Take it from me you can't please everyone so do what is best for your family and don't be let people make you feel guilty.

Bytrgrewd · 24/10/2022 13:08

For our dc’s first Christmas we felt like this so we did two Christmas dinners on Christmas Day. Don’t do this 🤣

TenoringBehind · 24/10/2022 13:08

Time to start your own traditions and way of doing things, otherwise you will be stuck in this cycle for the next 20 odd years.

xmas eve with one lot, boxing day with the other, do your own thing on Christmas Day.

Any adult who is ‘devastated’ at not getting their own way needs to get a grip (and is well worth avoiding).

mondaytosunday · 24/10/2022 13:09

Devastated? With a one year old? There's Christmas Eve, Boxing Day....or as you say have your parents come to you for Christmas brunch and then you go to your in laws for dinner.
Once I had kids it was Christmas at ours, my family on the day, and his family on Boxing or another day that week. We were not young (married at 40) and my husband had older children - and frankly no one cared that much that they had to see the kids on one particular day.

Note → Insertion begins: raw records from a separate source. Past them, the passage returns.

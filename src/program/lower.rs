//! Cross-file lowering of parsed declarations into the type arena.
//!
//! Names resolve the way a module-aware checker resolves them: local
//! declarations first, then import bindings, following named re-exports and
//! `export *` through the module graph. Declarations are lowered on demand
//! and memoized; a reserved id breaks cycles between recursive declarations.

use std::path::{Path, PathBuf};

use rustc_hash::{FxHashMap, FxHashSet};

use super::arena::TypeArena;
use super::parse::{
    ExportDecl, FunctionExpr, ImportedName, MemberExpr, ParsedModule, TypeDecl, TypeExpr,
    ValueDecl, ValueExpr, ValueKind,
};
use super::{
    IndexInfo, ObjectType, Parameter, PrimitiveKind, Property, Signature,
    TupleElement, TypeId, TypeKind, TypeReference,
};

/// Namespace a name is looked up in.
#[derive(Debug, Clone, Copy, PartialEq, Eq, Hash)]
pub(crate) enum Meaning {
    Type,
    Value,
}

type SymbolKey = (PathBuf, String, Meaning);

/// Parsed modules plus the resolution of every specifier they mention.
pub(crate) struct ModuleGraph<'a> {
    pub modules: &'a FxHashMap<PathBuf, ParsedModule>,
    pub resolutions: &'a FxHashMap<PathBuf, FxHashMap<String, Option<PathBuf>>>,
}

impl ModuleGraph<'_> {
    fn resolve(&self, file: &Path, specifier: &str) -> Option<PathBuf> {
        self.resolutions.get(file)?.get(specifier)?.clone()
    }
}

pub(crate) struct Lowerer<'a> {
    graph: ModuleGraph<'a>,
    pub arena: TypeArena,
    memo: FxHashMap<SymbolKey, TypeId>,
    in_progress: FxHashSet<SymbolKey>,
    export_stack: FxHashSet<SymbolKey>,
}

Bytrgrewd · 24/10/2022 13:09

For our dc’s first Christmas we felt like this so we did two Christmas dinners on Christmas Day. Don’t do this 🤣

Hollyhead · 24/10/2022 13:11

We have a 2nd Christmas Day in Boxing Day with whichever half of the family we didn’t see on Christmas Day. We don’t redo the actual turkey meal, we have something. Else lovely, but we save all presents from that side, dress up, have crackers, carols etc.

Nanny0gg · 24/10/2022 13:12

Puddinggulper · 24/10/2022 12:17

NC as potentially outing and wouldn’t want to upset family. Not really an AIBU but more of a what is reasonable.

We have an almost 1 year old so this will be baby’s first Christmas. DH and I can’t work out what’s fair to everyone. We usually alternate years between my DPs and DH parents house. This year it’s technically ILs turn. I know my DPs will be devastated if they don’t see baby on Christmas. A few relevant points:

  • ILs have 3 other grandchildren so they’ve had GCs on Christmas before. This is my DPs first GC.
  • DH’s siblings et al all live abroad and spend Christmases sporadically at other places such as their own ILs. This would be the first time the entire family would be together.
  • My DPs are very shy and stuck in their own ways and would not wish to combine Christmas with the ILs so that isn’t an option.

Luckily both DPs and ILs live fairly locally so it would be possible to split up the day. Although I don’t know which part of the day would be seen as more important - opening presents in the morning or Christmas dinner? I feel like no matter how it’s split both families will feet put out when we leave to go and see the other one.

Also, a 1 year old won’t be as entertaining as a 2, 3 year old so are we going to have to split the day every year? I have already said to DH when baby reaches 4 years old and understands the magic of Christmas it’s important to me to spend Christmas Day in our own home and people are welcome to visit us but I won’t be dragging them around elsewhere. I want them to wake up and open presents under their own tree and have dinner in their own home like I experienced as a child. Although I’m sure we’ll have to make a few exceptions as we’ll be expected to visit ILs abroad some years but I’m hoping this won’t be until they’re teens.

How do I navigate this whilst keeping everyone happy?

Yuor parents come to yours for Christmas breakfast and present opening (it will be carnage at in-lasws)

Then in-laws for lunch.

Yours for BD and have light bites ready for people to pop in

Freddiefox · 24/10/2022 13:12

I think your parents sound very manipulative and immature. Surely for one day they can show a little flexibility and or understand that they can’t have it all their way.
Just stick to what it normally is, or encourage all to meet together.